I would encourage you to avoid "weak" transistors for a few reasons:

  • we really cannot use them on aggressive processes due to doping spacing
  • you cannot just make "Long" devices because it moves the threshold toward the bulk, and you need to have a biased FET or resistor.
  • Significant power to overdrive the other FET.

You have Muller C-Elements there, and there are ways to make static Muller C-elements without weak transistors.

Edit

As mentioned in the comments, weak transistors are used in I/O, and I was focused on the datapath, but here's a feel for making these devices with resistors on a commercially available CMOS process that I'm allowed to talk about. As devices have gotten smaller, you find that you have greater space between implants, also, devices cannot be made "longer" without tiling standard devices in a chain, and this makes a mess of your datapath; however, I/O drivers are always the exception. The I/O drivers are huge, so you generally use resistors to make your weak devices as you have space.

resistors

There's a yellow box in the picture above for the "digital minimum" size, and the size for a driver is 2x that on this process. I use the n+ diffusion resistors for my FPGA reset pin because I also use it for a double bus fault notification. You bring the pin low to reset, OR I can wire logic up to it to bring the pin low when I have an unrecoverable timing issue.

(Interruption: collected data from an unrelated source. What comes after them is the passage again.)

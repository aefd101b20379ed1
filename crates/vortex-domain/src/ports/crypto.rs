//! Per-tenant content encryption port.

use crate::error::Result;

/// Symmetric AEAD encryption of payload content, keyed per tenant.
///
/// A missing tenant key is a hard error for writes: plaintext is never
/// stored when encryption was intended.
pub trait ContentCipher: Send + Sync {
    /// Encrypt plaintext for a tenant; returns an opaque ciphertext string
    fn encrypt(&self, tenant_id: &str, plaintext: &str) -> Result<String>;

    /// Decrypt a ciphertext produced by [`ContentCipher::encrypt`]
    fn decrypt(&self, tenant_id: &str, ciphertext: &str) -> Result<String>;
}
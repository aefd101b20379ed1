//! # Domain Layer
//!
//! Core business types and rules for the VortexDB hybrid search gateway.
//! Contains entities, value objects, provider ports, and the pure helpers
//! every other layer builds on (identity derivation, chunking, payload
//! normalization).
//!
//! ## Architecture
//!
//! | Component | Description |
//! |-----------|-------------|
//! | [`entities`] | Core business entities with identity |
//! | [`value_objects`] | Immutable value objects (vectors, filters, search results) |
//! | [`ports`] | External provider port interfaces |
//! | [`identity`] | Deterministic content hashes and point IDs |
//! | [`chunking`] | Recursive separator-based text splitting |
//! | [`payload`] | Universal JSON payload normalization |
//! | [`constants`] | Domain constants |
//! | [`error`] | Domain error taxonomy |
//!
//! ## Clean Architecture Principles
//!
//! - **Entities** are at the center with business rules
//! - **Ports** define what the outside world must provide
//! - **No infrastructure concerns**; no I/O, no network, no clocks beyond
//!   timestamps handed in by callers

/// Recursive text chunker
pub mod chunking;
/// Domain-level constants
pub mod constants;
/// Core business entities with identity
pub mod entities;
/// Domain error types
pub mod error;
/// Deterministic document and point identity
pub mod identity;
/// Universal JSON payload normalization
pub mod payload;
/// External provider port interfaces
pub mod ports;
/// Immutable value objects
pub mod value_objects;

// Re-export commonly used types for convenience
pub use entities::*;
pub use error::{Error, Result};
pub use value_objects::*;
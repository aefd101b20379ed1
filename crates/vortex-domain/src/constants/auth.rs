//! Authentication constants.

/// HTTP header carrying the internal service API key
pub const API_KEY_HEADER: &str = "x-api-key";
/// HTTP header carrying the bearer token
pub const AUTHORIZATION_HEADER: &str = "authorization";
/// Bearer scheme prefix
pub const BEARER_PREFIX: &str = "Bearer ";
/// Correlation ID header, generated when absent
pub const CORRELATION_ID_HEADER: &str = "x-correlation-id";

/// Access token lifetime in minutes
pub const ACCESS_TOKEN_EXPIRE_MINUTES: i64 = 60;
/// Minimum accepted JWT secret length
pub const MIN_JWT_SECRET_LENGTH: usize = 32;

/// Internal services allowed to authenticate via API key
pub const SERVICE_WHITELIST: &[&str] = &["ingest_worker", "dashboard_api", "feedback_worker"];
//! Ingestion pipeline.

mod service;

pub use service::{IngestConfig, IngestService, ProgressSender};
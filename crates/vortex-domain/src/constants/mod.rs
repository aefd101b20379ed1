//! Domain-level constants organized by area.

/// Audit log constants
pub mod audit;
/// Authentication constants
pub mod auth;
/// Ingestion constants
pub mod ingest;
/// Job engine constants
pub mod jobs;
/// Rate limit and quota constants
pub mod limits;
/// Search pipeline constants
pub mod search;
/// Multi-tenancy constants
pub mod tenancy;
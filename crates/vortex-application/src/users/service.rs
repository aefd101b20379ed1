//! User management: Argon2 password hashing, authentication, role
//! assignment.

use std::sync::Arc;

use argon2::password_hash::rand_core::OsRng;
use argon2::password_hash::{PasswordHash, PasswordHasher, PasswordVerifier, SaltString};
use argon2::Argon2;

use vortex_domain::entities::{Role, User};
use vortex_domain::error::{Error, Result};
use vortex_domain::ports::users::UserStore;

/// User account service.
pub struct UserService {
    store: Arc<dyn UserStore>,
}

impl UserService {
    /// Wrap a user store.
    pub fn new(store: Arc<dyn UserStore>) -> Self {
        Self { store }
    }

    /// Hash a password with Argon2id and a random salt.
    ///
    /// # Errors
    /// Returns an error when hashing fails.
    pub fn hash_password(password: &str) -> Result<String> {
        let salt = SaltString::generate(&mut OsRng);
        Argon2::default()
            .hash_password(password.as_bytes(), &salt)
            .map(|h| h.to_string())
            .map_err(|e| Error::internal(format!("password hashing failed: {e}")))
    }

    /// Constant-time verification of a password against its stored hash.
    #[must_use]
    pub fn verify_password(password: &str, password_hash: &str) -> bool {
        let Ok(parsed) = PasswordHash::new(password_hash) else {
            return false;
        };
        Argon2::default()
            .verify_password(password.as_bytes(), &parsed)
            .is_ok()
    }

    /// Create a user account.
    ///
    /// # Errors
    /// Fails when the username is taken or hashing fails.
    pub async fn create_user(&self, username: &str, password: &str, role: Role) -> Result<User> {
        if self.store.find(username).await?.is_some() {
            return Err(Error::invalid_request(format!(
                "user '{username}' already exists"
            )));
        }
        let password_hash = Self::hash_password(password)?;
        let user = self.store.create(username, &password_hash, role).await?;
        tracing::info!(username, role = %role, "user created");
        Ok(user)
    }

    /// Authenticate a user; returns `None` on bad credentials or an inactive
    /// account. A successful login updates `last_login`.
    ///
    /// # Errors
    /// Propagates store failures only; credential mismatches are `None`.
    pub async fn authenticate(&self, username: &str, password: &str) -> Result<Option<User>> {
        let Some(user) = self.store.find(username).await? else {
            return Ok(None);
        };
        if !Self::verify_password(password, &user.password_hash) {
            return Ok(None);
        }
        if !user.is_active {
            tracing::warn!(username, "inactive user attempted login");
            return Ok(None);
        }
        self.store.touch_login(username).await?;
        Ok(Some(user))
    }

    /// All user accounts.
    ///
    /// # Errors
    /// Propagates store failures.
    pub async fn list_users(&self) -> Result<Vec<User>> {
        self.store.list().await
    }

    /// Delete a user account; returns false when absent.
    ///
    /// # Errors
    /// Propagates store failures.
    pub async fn delete_user(&self, username: &str) -> Result<bool> {
        self.store.delete(username).await
    }
}
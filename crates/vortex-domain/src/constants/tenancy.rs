//! Multi-tenancy constants.

/// The distinguished tenant whose documents are visible to everyone
pub const PUBLIC_TENANT: &str = "public";

/// Default access level for documents that do not specify one
pub const DEFAULT_ACCESS_LEVEL: i64 = 1;

/// Payload fields reserved by the gateway; stripped before hashing
pub const RESERVED_FIELDS: &[&str] = &["_id", "_vector", "_timestamp", "_hash", "_collection"];
//! Dense and sparse vector value objects.

use derive_more::Display;
use serde::{Deserialize, Serialize};
use uuid::Uuid;

/// Flattened payload attached to a stored point.
///
/// Unknown client fields ride along as extra entries; the gateway-reserved
/// keys (`db_id`, `tenant_id`, ...) are plain members of the same map.
pub type Payload = serde_json::Map<String, serde_json::Value>;

/// Sparse vector over a vocabulary: parallel `indices` / `values` arrays.
#[derive(Debug, Clone, Default, PartialEq, Serialize, Deserialize)]
pub struct SparseVector {
    /// Vocabulary indices with non-zero weight
    pub indices: Vec<u32>,
    /// Weights aligned with `indices`
    pub values: Vec<f32>,
}

impl SparseVector {
    /// True when the vector carries no terms
    #[must_use]
    pub fn is_empty(&self) -> bool {
        self.indices.is_empty()
    }

    /// Build from `(index, weight)` pairs, sorted by index for determinism
    #[must_use]
    pub fn from_pairs(mut pairs: Vec<(u32, f32)>) -> Self {
        pairs.sort_by_key(|(i, _)| *i);
        Self {
            indices: pairs.iter().map(|(i, _)| *i).collect(),
            values: pairs.iter().map(|(_, v)| *v).collect(),
        }
    }

    /// Dot product against another sparse vector
    #[must_use]
    pub fn dot(&self, other: &Self) -> f32 {
        let mut score = 0.0;
        let mut i = 0;
        let mut j = 0;
        while i < self.indices.len() && j < other.indices.len() {
            match self.indices[i].cmp(&other.indices[j]) {
                std::cmp::Ordering::Less => i += 1,
                std::cmp::Ordering::Greater => j += 1,
                std::cmp::Ordering::Equal => {
                    score += self.values[i] * other.values[j];
                    i += 1;
                    j += 1;
                }
            }
        }
        score
    }
}

/// The named vector set carried by every chunk point.
#[derive(Debug, Clone, Default, Serialize, Deserialize)]
pub struct NamedVectors {
    /// L2-normalized dense embedding
    pub dense: Vec<f32>,
    /// BM25 sparse vector (empty until the model is fitted)
    pub sparse: SparseVector,
    /// SPLADE expansion vector (empty when SPLADE is disabled)
    pub splade: SparseVector,
}

/// Which named vector a search runs against.
#[derive(Debug, Clone, Copy, PartialEq, Eq, Hash, Serialize, Deserialize, Display)]
#[serde(rename_all = "lowercase")]
pub enum VectorKind {
    /// Dense ANN search
    #[display("dense")]
    Dense,
    /// BM25 inverted-index search
    #[display("sparse")]
    Sparse,
    /// SPLADE expansion search
    #[display("splade")]
    Splade,
}

impl VectorKind {
    /// Wire name of the named vector
    #[must_use]
    pub fn as_str(&self) -> &'static str {
        match self {
            Self::Dense => "dense",
            Self::Sparse => "sparse",
            Self::Splade => "splade",
        }
    }
}

/// A query vector for one retrieval signal.
#[derive(Debug, Clone)]
pub enum QueryVector {
    /// Dense embedding query
    Dense(Vec<f32>),
    /// Sparse (BM25 or SPLADE) query
    Sparse(SparseVector),
}

/// A physical point as stored in the vector store.
#[derive(Debug, Clone, Serialize, Deserialize)]
pub struct PointRecord {
    /// Deterministic point ID (UUID v5 over `db_id:chunk_index`)
    pub id: Uuid,
    /// Named vector set
    pub vectors: NamedVectors,
    /// Flattened payload
    pub payload: Payload,
}

/// Cosine similarity between two dense vectors.
///
/// Returns 0.0 on dimension mismatch or zero norms.
#[must_use]
pub fn cosine_similarity(a: &[f32], b: &[f32]) -> f32 {
    if a.len() != b.len() || a.is_empty() {
        return 0.0;
    }
    let mut dot = 0.0f32;
    let mut na = 0.0f32;
    let mut nb = 0.0f32;
    for (x, y) in a.iter().zip(b.iter()) {
        dot += x * y;
        na += x * x;
        nb += y * y;
    }
    let denom = na.sqrt() * nb.sqrt();
    if denom <= f32::EPSILON {
        return 0.0;
    }
    dot / denom
}
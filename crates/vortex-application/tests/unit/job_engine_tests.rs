//! Job engine and worker tests.

use std::sync::Arc;
use std::time::Duration;

use serde_json::json;

use vortex_application::jobs::{ChannelDispatcher, JobEngine, JobWorker};
use vortex_application::search::PipelineConfig;
use vortex_domain::entities::{JobStatus, JobType};
use vortex_domain::ports::jobs::JobStore;
use vortex_domain::ports::vector_store::VectorStoreProvider;

use crate::test_support::{FailingDispatcher, MemJobStore, NullDispatcher, build_stack};

fn engine_with(
    store: Arc<MemJobStore>,
    dispatcher: Arc<dyn vortex_domain::ports::jobs::JobDispatcher>,
) -> JobEngine {
    JobEngine::new(store, dispatcher, 30)
}

#[tokio::test]
async fn bm25_retrain_enqueue_is_deduplicated() {
    let store = Arc::new(MemJobStore::default());
    let engine = engine_with(Arc::clone(&store), Arc::new(NullDispatcher));

    let first = engine
        .enqueue(JobType::Bm25Retrain, json!({"base_path": "./data"}))
        .await
        .expect("first enqueue");
    assert_eq!(first.status, JobStatus::Queued);

    let second = engine
        .enqueue(JobType::Bm25Retrain, json!({"base_path": "./data"}))
        .await
        .expect_err("second enqueue must be skipped");
    assert_eq!(second.code(), "JOB_SKIPPED");

    // Exactly one active row of the exclusive type.
    assert!(store.is_active(JobType::Bm25Retrain).await.unwrap());
    let (counts, _) = store.list(10).await.unwrap();
    assert_eq!(counts.queued, 1);
}

#[tokio::test]
async fn cooldown_skips_recent_retrain() {
    let store = Arc::new(MemJobStore::default());
    let engine = engine_with(Arc::clone(&store), Arc::new(NullDispatcher));

    let job = engine
        .enqueue(JobType::Bm25Retrain, json!({}))
        .await
        .expect("enqueue");
    store
        .update_status(job.id, JobStatus::Completed, Some("done"), Some(100.0))
        .await
        .unwrap();
    // Freshly completed → updated_at is now → inside the 30 minute cooldown.
    let err = engine
        .enqueue(JobType::Bm25Retrain, json!({}))
        .await
        .expect_err("cooldown applies");
    assert_eq!(err.code(), "JOB_SKIPPED");
}

#[tokio::test]
async fn non_exclusive_types_enqueue_concurrently() {
    let store = Arc::new(MemJobStore::default());
    let engine = engine_with(store, Arc::new(NullDispatcher));

    engine
        .enqueue(JobType::UpsertBatchDocs, json!({"collection": "c", "documents": []}))
        .await
        .expect("first");
    engine
        .enqueue(JobType::UpsertBatchDocs, json!({"collection": "c", "documents": []}))
        .await
        .expect("second");
}

#[tokio::test]
async fn dispatch_failure_marks_row_failed() {
    let store = Arc::new(MemJobStore::default());
    let engine = engine_with(Arc::clone(&store), Arc::new(FailingDispatcher));

    let err = engine
        .enqueue(JobType::CreateCollection, json!({"name": "c"}))
        .await
        .expect_err("dispatch fails");
    assert_eq!(err.code(), "JOB_DISPATCH_FAILURE");

    let (_, jobs) = store.list(10).await.unwrap();
    assert_eq!(jobs.len(), 1);
    assert_eq!(jobs[0].status, JobStatus::Failed);
    assert!(jobs[0].message.as_deref().unwrap_or("").contains("Dispatch"));
}

async fn wait_for_terminal(store: &MemJobStore, id: uuid::Uuid) -> JobStatus {
    for _ in 0..100 {
        if let Ok(Some(job)) = store.get(id).await
            && job.status.is_terminal()
        {
            return job.status;
        }
        tokio::time::sleep(Duration::from_millis(20)).await;
    }
    panic!("job never reached a terminal state");
}

#[tokio::test]
async fn worker_executes_create_collection_job() {
    let stack = build_stack(PipelineConfig::default());
    let store = Arc::new(MemJobStore::default());
    let (dispatcher, rx) = ChannelDispatcher::new(8);
    let engine = JobEngine::new(
        Arc::clone(&store) as Arc<dyn JobStore>,
        Arc::new(dispatcher),
        0,
    );

    let worker = JobWorker::new(
        Arc::clone(&store) as Arc<dyn JobStore>,
        Arc::clone(&stack.store) as Arc<dyn VectorStoreProvider>,
        Arc::clone(&stack.ingest),
        Arc::clone(&stack.sparse),
    );
    tokio::spawn(worker.run(rx));

    let job = engine
        .enqueue(
            JobType::CreateCollection,
            json!({"name": "made_by_worker", "vector_size": 64}),
        )
        .await
        .expect("enqueue");

    let status = wait_for_terminal(&store, job.id).await;
    assert_eq!(status, JobStatus::Completed);
    assert!(
        stack
            .store
            .collection_exists("made_by_worker")
            .await
            .unwrap()
    );
}

#[tokio::test]
async fn worker_executes_ingest_job_with_progress() {
    let stack = build_stack(PipelineConfig::default());
    let store = Arc::new(MemJobStore::default());
    let (dispatcher, rx) = ChannelDispatcher::new(8);
    let engine = JobEngine::new(
        Arc::clone(&store) as Arc<dyn JobStore>,
        Arc::new(dispatcher),
        0,
    );

    let worker = JobWorker::new(
        Arc::clone(&store) as Arc<dyn JobStore>,
        Arc::clone(&stack.store) as Arc<dyn VectorStoreProvider>,
        Arc::clone(&stack.ingest),
        Arc::clone(&stack.sparse),
    );
    tokio::spawn(worker.run(rx));

    let documents: Vec<serde_json::Value> = (0..5)
        .map(|i| json!({"id": format!("d{i}"), "content": format!("text {i}"), "tenant_id": "public"}))
        .collect();
    let job = engine
        .enqueue(
            JobType::UpsertBatchDocs,
            json!({"collection": "worker_docs", "documents": documents}),
        )
        .await
        .expect("enqueue");

    let status = wait_for_terminal(&store, job.id).await;
    assert_eq!(status, JobStatus::Completed);

    let finished = store.get(job.id).await.unwrap().unwrap();
    assert!((finished.progress - 100.0).abs() < f64::EPSILON);
    assert_eq!(stack.store.count("worker_docs").await.unwrap(), 5);
}

#[tokio::test]
async fn worker_marks_bad_payload_failed() {
    let stack = build_stack(PipelineConfig::default());
    let store = Arc::new(MemJobStore::default());
    let (dispatcher, rx) = ChannelDispatcher::new(8);
    let engine = JobEngine::new(
        Arc::clone(&store) as Arc<dyn JobStore>,
        Arc::new(dispatcher),
        0,
    );

    let worker = JobWorker::new(
        Arc::clone(&store) as Arc<dyn JobStore>,
        Arc::clone(&stack.store) as Arc<dyn VectorStoreProvider>,
        Arc::clone(&stack.ingest),
        Arc::clone(&stack.sparse),
    );
    tokio::spawn(worker.run(rx));

    // Missing the required `name` field.
    let job = engine
        .enqueue(JobType::CreateCollection, json!({}))
        .await
        .expect("enqueue");

    let status = wait_for_terminal(&store, job.id).await;
    assert_eq!(status, JobStatus::Failed);
}
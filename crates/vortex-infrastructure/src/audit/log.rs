//! The tiered audit logger.
//!
//! Critical events are chained and persisted synchronously before
//! `log_event` returns; everything else is enqueued to a bounded queue
//! drained by a background batcher (batch size or flush interval, whichever
//! trips first). A full queue falls back to a synchronous write on the hot
//! chain, so no event is ever silently dropped.
//!
//! The in-memory chain hash only advances after a successful file append,
//! so a failed write leaves disk continuity intact.

use std::io::Write;
use std::path::{Path, PathBuf};
use std::sync::{Arc, Mutex};
use std::time::Duration;

use async_trait::async_trait;
use serde::{Deserialize, Serialize};
use tokio::sync::mpsc;

use vortex_domain::constants::audit::{
    GENESIS_HASH, HOT_BATCH_SIZE, HOT_FLUSH_INTERVAL_MS, HOT_QUEUE_CAPACITY,
};
use vortex_domain::entities::{AuditEntry, ChainedEntry, is_critical_event};
use vortex_domain::error::{Error, Result};
use vortex_domain::ports::audit::AuditSink;

/// Audit logger tuning.
#[derive(Debug, Clone)]
pub struct AuditLogSettings {
    /// Directory holding the chain files
    pub dir: PathBuf,
    /// Hot-chain batch size trigger
    pub batch_size: usize,
    /// Hot-chain flush interval
    pub flush_interval: Duration,
    /// Hot queue capacity; overflow falls back to a sync write
    pub queue_capacity: usize,
}

impl AuditLogSettings {
    /// Default settings rooted at `dir`.
    #[must_use]
    pub fn new(dir: impl Into<PathBuf>) -> Self {
        Self {
            dir: dir.into(),
            batch_size: HOT_BATCH_SIZE,
            flush_interval: Duration::from_millis(HOT_FLUSH_INTERVAL_MS),
            queue_capacity: HOT_QUEUE_CAPACITY,
        }
    }
}

#[derive(Serialize, Deserialize)]
struct ChainStateFile {
    critical: String,
    hot: String,
    updated_at: String,
}

struct ChainState {
    critical: String,
    hot: String,
}

struct AuditFiles {
    critical_path: PathBuf,
    hot_path: PathBuf,
    state_path: PathBuf,
    chains: Mutex<ChainState>,
}

impl AuditFiles {
    fn load(dir: &Path) -> Result<Self> {
        std::fs::create_dir_all(dir)
            .map_err(|e| Error::io_with_source("create audit directory", e))?;
        let state_path = dir.join("audit_chain.state");

        let mut critical = GENESIS_HASH.to_owned();
        let mut hot = GENESIS_HASH.to_owned();
        if let Ok(content) = std::fs::read_to_string(&state_path) {
            match serde_json::from_str::<ChainStateFile>(&content) {
                Ok(state) => {
                    critical = state.critical;
                    hot = state.hot;
                }
                Err(e) => {
                    tracing::error!(error = %e, "audit chain state unreadable; restarting chains");
                }
            }
        }

        Ok(Self {
            critical_path: dir.join("audit_critical.jsonl"),
            hot_path: dir.join("audit_hot.jsonl"),
            state_path,
            chains: Mutex::new(ChainState { critical, hot }),
        })
    }

    fn append_lines(path: &Path, lines: &[String]) -> Result<()> {
        let mut file = std::fs::OpenOptions::new()
            .create(true)
            .append(true)
            .open(path)
            .map_err(|e| Error::io_with_source("open audit file", e))?;
        for line in lines {
            writeln!(file, "{line}").map_err(|e| Error::io_with_source("append audit entry", e))?;
        }
        file.flush()
            .map_err(|e| Error::io_with_source("flush audit file", e))?;
        Ok(())
    }

    fn save_state(&self, critical: &str, hot: &str) {
        let state = ChainStateFile {
            critical: critical.to_owned(),
            hot: hot.to_owned(),
            updated_at: chrono::Utc::now().to_rfc3339(),
        };
        match serde_json::to_vec(&state) {
            Ok(body) => {
                if let Err(e) = std::fs::write(&self.state_path, body) {
                    tracing::error!(error = %e, "audit chain state save failed");
                }
            }
            Err(e) => tracing::error!(error = %e, "audit chain state serialization failed"),
        }
    }

    /// Chain and persist entries on the critical chain.
    fn write_critical(&self, entry: AuditEntry) {
        let Ok(mut chains) = self.chains.lock() else {
            tracing::error!("audit chain lock poisoned; critical entry lost");
            return;
        };
        let chained = ChainedEntry::chain(entry, &chains.critical);
        let Ok(line) = serde_json::to_string(&chained) else {
            tracing::error!("audit entry serialization failed");
            return;
        };
        match Self::append_lines(&self.critical_path, &[line]) {
            Ok(()) => {
                chains.critical = chained.hash;
                self.save_state(&chains.critical, &chains.hot);
            }
            Err(e) => {
                tracing::error!(error = %e, "CRITICAL AUDIT WRITE FAILED");
            }
        }
    }

    /// Chain and persist a batch on the hot chain.
    fn write_hot(&self, entries: Vec<AuditEntry>) {
        if entries.is_empty() {
            return;
        }
        let Ok(mut chains) = self.chains.lock() else {
            tracing::error!("audit chain lock poisoned; hot batch lost");
            return;
        };

        let mut prev = chains.hot.clone();
        let mut lines = Vec::with_capacity(entries.len());
        for entry in entries {
            let chained = ChainedEntry::chain(entry, &prev);
            prev = chained.hash.clone();
            match serde_json::to_string(&chained) {
                Ok(line) => lines.push(line),
                Err(e) => tracing::error!(error = %e, "audit entry serialization failed"),
            }
        }

        match Self::append_lines(&self.hot_path, &lines) {
            Ok(()) => {
                chains.hot = prev;
                self.save_state(&chains.critical, &chains.hot);
            }
            Err(e) => {
                tracing::error!(error = %e, "audit hot batch flush failed");
            }
        }
    }
}

/// The tiered audit logger. Cloneable; the background batcher is owned by
/// the application lifetime and stops when every clone is dropped.
#[derive(Clone)]
pub struct AuditLog {
    files: Arc<AuditFiles>,
    hot_tx: mpsc::Sender<AuditEntry>,
}

impl AuditLog {
    /// Open (or continue) the chains under `settings.dir` and start the
    /// hot-chain batcher.
    ///
    /// # Errors
    /// Returns an error when the audit directory cannot be created.
    pub fn start(settings: AuditLogSettings) -> Result<Self> {
        let files = Arc::new(AuditFiles::load(&settings.dir)?);
        let (hot_tx, hot_rx) = mpsc::channel(settings.queue_capacity);

        let worker_files = Arc::clone(&files);
        tokio::spawn(run_batcher(
            worker_files,
            hot_rx,
            settings.batch_size,
            settings.flush_interval,
        ));
        tracing::info!(dir = %settings.dir.display(), "audit logger started");

        Ok(Self { files, hot_tx })
    }

    /// Path of the critical chain file.
    #[must_use]
    pub fn critical_path(&self) -> PathBuf {
        self.files.critical_path.clone()
    }

    /// Path of the hot chain file.
    #[must_use]
    pub fn hot_path(&self) -> PathBuf {
        self.files.hot_path.clone()
    }

    fn make_entry(event_type: &str, data: serde_json::Value) -> AuditEntry {
        AuditEntry {
            timestamp: chrono::Utc::now().to_rfc3339(),
            event_type: event_type.to_owned(),
            data,
        }
    }
}

#[async_trait]
impl AuditSink for AuditLog {
    async fn log_event(&self, event_type: &str, data: serde_json::Value) {
        if event_type.is_empty() {
            return;
        }
        let entry = Self::make_entry(event_type, data);

        if is_critical_event(event_type) {
            self.files.write_critical(entry);
            return;
        }

        if let Err(mpsc::error::TrySendError::Full(entry)) = self.hot_tx.try_send(entry) {
            tracing::warn!("audit queue full; falling back to sync hot write");
            self.files.write_hot(vec![entry]);
        }
    }
}

async fn run_batcher(
    files: Arc<AuditFiles>,
    mut rx: mpsc::Receiver<AuditEntry>,
    batch_size: usize,
    flush_interval: Duration,
) {
    let mut batch: Vec<AuditEntry> = Vec::new();
    let mut ticker = tokio::time::interval(flush_interval);
    ticker.set_missed_tick_behavior(tokio::time::MissedTickBehavior::Delay);

    loop {
        tokio::select! {
            received = rx.recv() => {
                match received {
                    Some(entry) => {
                        batch.push(entry);
                        if batch.len() >= batch_size {
                            files.write_hot(std::mem::take(&mut batch));
                        }
                    }
                    None => {
                        files.write_hot(std::mem::take(&mut batch));
                        break;
                    }
                }
            }
            _ = ticker.tick() => {
                if !batch.is_empty() {
                    files.write_hot(std::mem::take(&mut batch));
                }
            }
        }
    }
}
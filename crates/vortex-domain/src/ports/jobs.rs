//! Durable job storage and dispatch ports.

use async_trait::async_trait;
use uuid::Uuid;

use crate::entities::{Job, JobCounts, JobStatus, JobType};
use crate::error::Result;

/// Durable job table.
///
/// All writers share the same busy timeout; a single writer lock is expected
/// from the backing store.
#[async_trait]
pub trait JobStore: Send + Sync {
    /// Insert a new job row
    async fn insert(&self, job: &Job) -> Result<()>;

    /// Update a job's status, optionally its message and progress
    async fn update_status(
        &self,
        id: Uuid,
        status: JobStatus,
        message: Option<&str>,
        progress: Option<f64>,
    ) -> Result<()>;

    /// Fetch one job
    async fn get(&self, id: Uuid) -> Result<Option<Job>>;

    /// Recent jobs plus counts by status
    async fn list(&self, limit: usize) -> Result<(JobCounts, Vec<Job>)>;

    /// True when a queued or running job of this type exists
    async fn is_active(&self, job_type: JobType) -> Result<bool>;

    /// Completion time of the most recent completed job of this type
    async fn last_completed_at(&self, job_type: JobType) -> Result<Option<f64>>;
}

/// Hands an accepted job to a worker.
///
/// Dispatch failure marks the row failed; the client sees `queued` then
/// discovers `failed` on poll.
pub trait JobDispatcher: Send + Sync {
    /// Dispatch the job for execution
    fn dispatch(&self, job: &Job) -> Result<()>;
}
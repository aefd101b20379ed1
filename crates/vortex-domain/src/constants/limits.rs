//! Rate limit and quota constants.

/// Default request cap per window for one principal
pub const DEFAULT_RATE_LIMIT_MAX: u64 = 100;
/// Default sliding window length in seconds
pub const DEFAULT_RATE_LIMIT_WINDOW_SECS: u64 = 60;

/// Daily export cap for the free tier
pub const QUOTA_FREE_DAILY: u64 = 10_000;
/// Daily export cap for the pro tier
pub const QUOTA_PRO_DAILY: u64 = 1_000_000;

/// Quota counter expiry (24 hours)
pub const QUOTA_EXPIRE_SECS: u64 = 86_400;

If you want to compare this to the length of a FET, I spec my I/0 drivers for 20mA, which makes them 4-micrometers wide at a minimum length for I/O FETs, which gives me 25 "squares" of equivalent space. This would give me 8.7k of resistance if I ran a p+ poly up the side in parallel with my driver.

There's the high altitude view of where weak transistors are actually used, and we (well, me anyway) use resistors to make them instead of playing with threshold implants or length.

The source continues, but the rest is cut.